:: Data to examine ::

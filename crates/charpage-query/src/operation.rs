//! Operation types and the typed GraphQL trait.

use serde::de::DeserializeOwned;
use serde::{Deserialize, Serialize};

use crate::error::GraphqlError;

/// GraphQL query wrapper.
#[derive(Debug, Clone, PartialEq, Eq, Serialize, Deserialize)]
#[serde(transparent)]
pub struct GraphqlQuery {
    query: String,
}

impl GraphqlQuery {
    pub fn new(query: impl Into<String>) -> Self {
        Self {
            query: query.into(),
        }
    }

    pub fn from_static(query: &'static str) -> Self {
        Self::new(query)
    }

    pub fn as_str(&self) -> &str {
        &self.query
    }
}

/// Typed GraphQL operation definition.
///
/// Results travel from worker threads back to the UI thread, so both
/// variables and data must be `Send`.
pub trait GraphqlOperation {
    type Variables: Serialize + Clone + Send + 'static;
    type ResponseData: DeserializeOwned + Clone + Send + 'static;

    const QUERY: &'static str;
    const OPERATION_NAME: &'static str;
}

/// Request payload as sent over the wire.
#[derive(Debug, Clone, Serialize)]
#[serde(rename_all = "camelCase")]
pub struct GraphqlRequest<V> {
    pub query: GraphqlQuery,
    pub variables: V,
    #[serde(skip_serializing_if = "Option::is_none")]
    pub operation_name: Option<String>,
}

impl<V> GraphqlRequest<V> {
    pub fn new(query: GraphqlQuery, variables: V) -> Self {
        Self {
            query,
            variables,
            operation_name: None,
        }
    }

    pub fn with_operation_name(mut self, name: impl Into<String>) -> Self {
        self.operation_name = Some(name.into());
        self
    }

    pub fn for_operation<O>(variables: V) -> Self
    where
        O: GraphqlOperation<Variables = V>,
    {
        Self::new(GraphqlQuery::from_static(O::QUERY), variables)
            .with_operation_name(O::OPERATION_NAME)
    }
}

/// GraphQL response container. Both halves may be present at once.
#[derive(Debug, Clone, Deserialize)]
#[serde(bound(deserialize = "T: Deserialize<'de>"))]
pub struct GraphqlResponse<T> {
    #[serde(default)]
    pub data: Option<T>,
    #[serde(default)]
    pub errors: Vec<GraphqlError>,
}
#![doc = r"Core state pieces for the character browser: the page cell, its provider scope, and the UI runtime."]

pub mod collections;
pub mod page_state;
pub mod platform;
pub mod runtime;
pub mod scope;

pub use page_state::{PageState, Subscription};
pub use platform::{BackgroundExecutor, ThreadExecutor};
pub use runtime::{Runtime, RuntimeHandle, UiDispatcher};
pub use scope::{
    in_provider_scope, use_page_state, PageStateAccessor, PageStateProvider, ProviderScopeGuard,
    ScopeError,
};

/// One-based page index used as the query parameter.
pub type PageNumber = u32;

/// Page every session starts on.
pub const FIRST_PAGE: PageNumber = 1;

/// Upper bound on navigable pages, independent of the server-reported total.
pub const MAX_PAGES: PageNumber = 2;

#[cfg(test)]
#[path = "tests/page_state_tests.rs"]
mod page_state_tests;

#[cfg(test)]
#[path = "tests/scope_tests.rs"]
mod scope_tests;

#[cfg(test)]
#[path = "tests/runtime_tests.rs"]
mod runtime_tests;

:::
:: Data to examine ::

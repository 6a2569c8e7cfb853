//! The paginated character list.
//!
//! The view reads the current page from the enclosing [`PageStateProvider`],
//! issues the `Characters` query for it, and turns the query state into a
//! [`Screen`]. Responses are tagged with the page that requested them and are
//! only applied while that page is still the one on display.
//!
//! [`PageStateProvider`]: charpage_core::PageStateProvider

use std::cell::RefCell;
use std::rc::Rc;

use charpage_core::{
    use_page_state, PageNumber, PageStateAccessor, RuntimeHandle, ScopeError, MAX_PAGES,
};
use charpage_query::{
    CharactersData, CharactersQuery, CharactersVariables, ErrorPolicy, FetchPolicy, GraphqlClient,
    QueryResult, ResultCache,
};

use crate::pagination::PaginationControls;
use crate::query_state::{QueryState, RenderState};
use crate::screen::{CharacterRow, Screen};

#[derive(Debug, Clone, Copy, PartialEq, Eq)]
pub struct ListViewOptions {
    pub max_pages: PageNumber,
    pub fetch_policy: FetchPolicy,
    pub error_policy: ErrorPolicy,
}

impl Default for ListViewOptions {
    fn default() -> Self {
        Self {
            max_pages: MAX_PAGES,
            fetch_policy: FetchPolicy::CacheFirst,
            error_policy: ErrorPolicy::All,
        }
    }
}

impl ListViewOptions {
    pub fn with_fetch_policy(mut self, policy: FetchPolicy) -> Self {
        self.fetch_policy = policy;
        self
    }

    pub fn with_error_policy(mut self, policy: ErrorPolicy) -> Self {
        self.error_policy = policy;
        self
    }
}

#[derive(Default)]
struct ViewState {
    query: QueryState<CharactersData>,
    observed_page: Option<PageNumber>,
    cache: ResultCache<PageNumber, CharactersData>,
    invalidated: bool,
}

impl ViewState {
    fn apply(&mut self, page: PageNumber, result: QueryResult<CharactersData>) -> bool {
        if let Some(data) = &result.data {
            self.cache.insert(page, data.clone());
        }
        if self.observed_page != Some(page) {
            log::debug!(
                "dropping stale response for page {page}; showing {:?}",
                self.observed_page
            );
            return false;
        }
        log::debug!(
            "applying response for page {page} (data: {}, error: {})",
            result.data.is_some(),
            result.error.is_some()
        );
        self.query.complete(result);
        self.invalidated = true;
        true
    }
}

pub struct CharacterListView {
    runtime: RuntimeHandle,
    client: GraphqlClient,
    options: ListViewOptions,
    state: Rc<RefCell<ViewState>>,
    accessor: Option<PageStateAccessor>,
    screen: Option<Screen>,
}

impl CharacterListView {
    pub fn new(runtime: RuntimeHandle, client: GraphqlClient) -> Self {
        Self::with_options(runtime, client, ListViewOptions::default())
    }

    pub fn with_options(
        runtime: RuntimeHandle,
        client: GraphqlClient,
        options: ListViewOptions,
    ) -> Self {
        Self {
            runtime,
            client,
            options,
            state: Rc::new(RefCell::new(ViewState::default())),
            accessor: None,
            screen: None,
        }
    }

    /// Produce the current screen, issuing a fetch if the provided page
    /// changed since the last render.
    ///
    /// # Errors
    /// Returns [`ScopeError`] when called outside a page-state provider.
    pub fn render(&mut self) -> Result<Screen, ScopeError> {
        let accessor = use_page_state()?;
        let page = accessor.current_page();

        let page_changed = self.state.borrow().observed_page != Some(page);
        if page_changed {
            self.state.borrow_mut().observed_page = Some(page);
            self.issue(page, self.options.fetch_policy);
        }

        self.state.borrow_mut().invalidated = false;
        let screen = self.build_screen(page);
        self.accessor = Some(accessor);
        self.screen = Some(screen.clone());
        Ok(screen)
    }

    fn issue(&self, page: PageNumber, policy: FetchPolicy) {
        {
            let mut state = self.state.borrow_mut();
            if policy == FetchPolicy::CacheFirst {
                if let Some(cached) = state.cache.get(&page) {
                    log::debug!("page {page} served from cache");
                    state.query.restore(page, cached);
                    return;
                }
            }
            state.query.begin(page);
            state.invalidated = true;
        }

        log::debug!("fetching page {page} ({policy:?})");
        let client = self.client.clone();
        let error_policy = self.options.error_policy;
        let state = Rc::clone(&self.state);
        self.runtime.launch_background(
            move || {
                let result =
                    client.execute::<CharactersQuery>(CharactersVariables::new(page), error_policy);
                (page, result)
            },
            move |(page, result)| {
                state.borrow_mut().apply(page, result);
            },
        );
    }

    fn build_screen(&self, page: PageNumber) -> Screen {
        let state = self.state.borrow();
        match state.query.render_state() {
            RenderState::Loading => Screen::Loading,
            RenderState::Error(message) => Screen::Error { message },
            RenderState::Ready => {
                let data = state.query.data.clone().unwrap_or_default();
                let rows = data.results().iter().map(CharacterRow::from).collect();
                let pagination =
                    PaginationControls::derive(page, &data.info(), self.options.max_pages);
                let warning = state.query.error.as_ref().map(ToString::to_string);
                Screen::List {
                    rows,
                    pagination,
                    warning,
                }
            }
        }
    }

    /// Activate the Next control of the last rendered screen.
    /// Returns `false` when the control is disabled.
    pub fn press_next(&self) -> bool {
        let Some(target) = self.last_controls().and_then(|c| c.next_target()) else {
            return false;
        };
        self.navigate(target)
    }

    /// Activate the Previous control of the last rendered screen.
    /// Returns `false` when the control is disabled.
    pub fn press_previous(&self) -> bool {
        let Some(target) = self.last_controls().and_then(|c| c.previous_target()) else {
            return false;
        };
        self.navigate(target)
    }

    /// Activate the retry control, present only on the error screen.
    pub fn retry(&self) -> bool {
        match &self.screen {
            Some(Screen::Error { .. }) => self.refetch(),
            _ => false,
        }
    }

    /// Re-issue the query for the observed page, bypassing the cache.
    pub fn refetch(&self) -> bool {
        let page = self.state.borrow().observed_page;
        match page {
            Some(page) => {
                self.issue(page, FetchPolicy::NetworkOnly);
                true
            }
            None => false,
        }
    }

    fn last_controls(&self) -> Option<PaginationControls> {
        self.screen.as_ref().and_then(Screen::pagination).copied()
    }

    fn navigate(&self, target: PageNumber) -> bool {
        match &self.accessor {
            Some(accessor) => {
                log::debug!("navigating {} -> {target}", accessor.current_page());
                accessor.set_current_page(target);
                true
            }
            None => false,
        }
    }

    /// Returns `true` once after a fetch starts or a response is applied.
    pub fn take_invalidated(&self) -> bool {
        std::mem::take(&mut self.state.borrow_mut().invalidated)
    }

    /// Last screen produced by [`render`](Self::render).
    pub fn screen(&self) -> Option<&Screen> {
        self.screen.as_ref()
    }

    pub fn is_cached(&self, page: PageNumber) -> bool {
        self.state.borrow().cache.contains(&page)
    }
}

:::

What to do>
Whenever the word "ScopeError" appears in a line above, copy that line.

Response for this exercise>
    ScopeError,
    use_page_state, PageNumber, PageStateAccessor, RuntimeHandle, ScopeError, MAX_PAGES,
    /// Returns [`ScopeError`] when called outside a page-state provider.
    pub fn render(&mut self) -> Result<Screen, ScopeError> {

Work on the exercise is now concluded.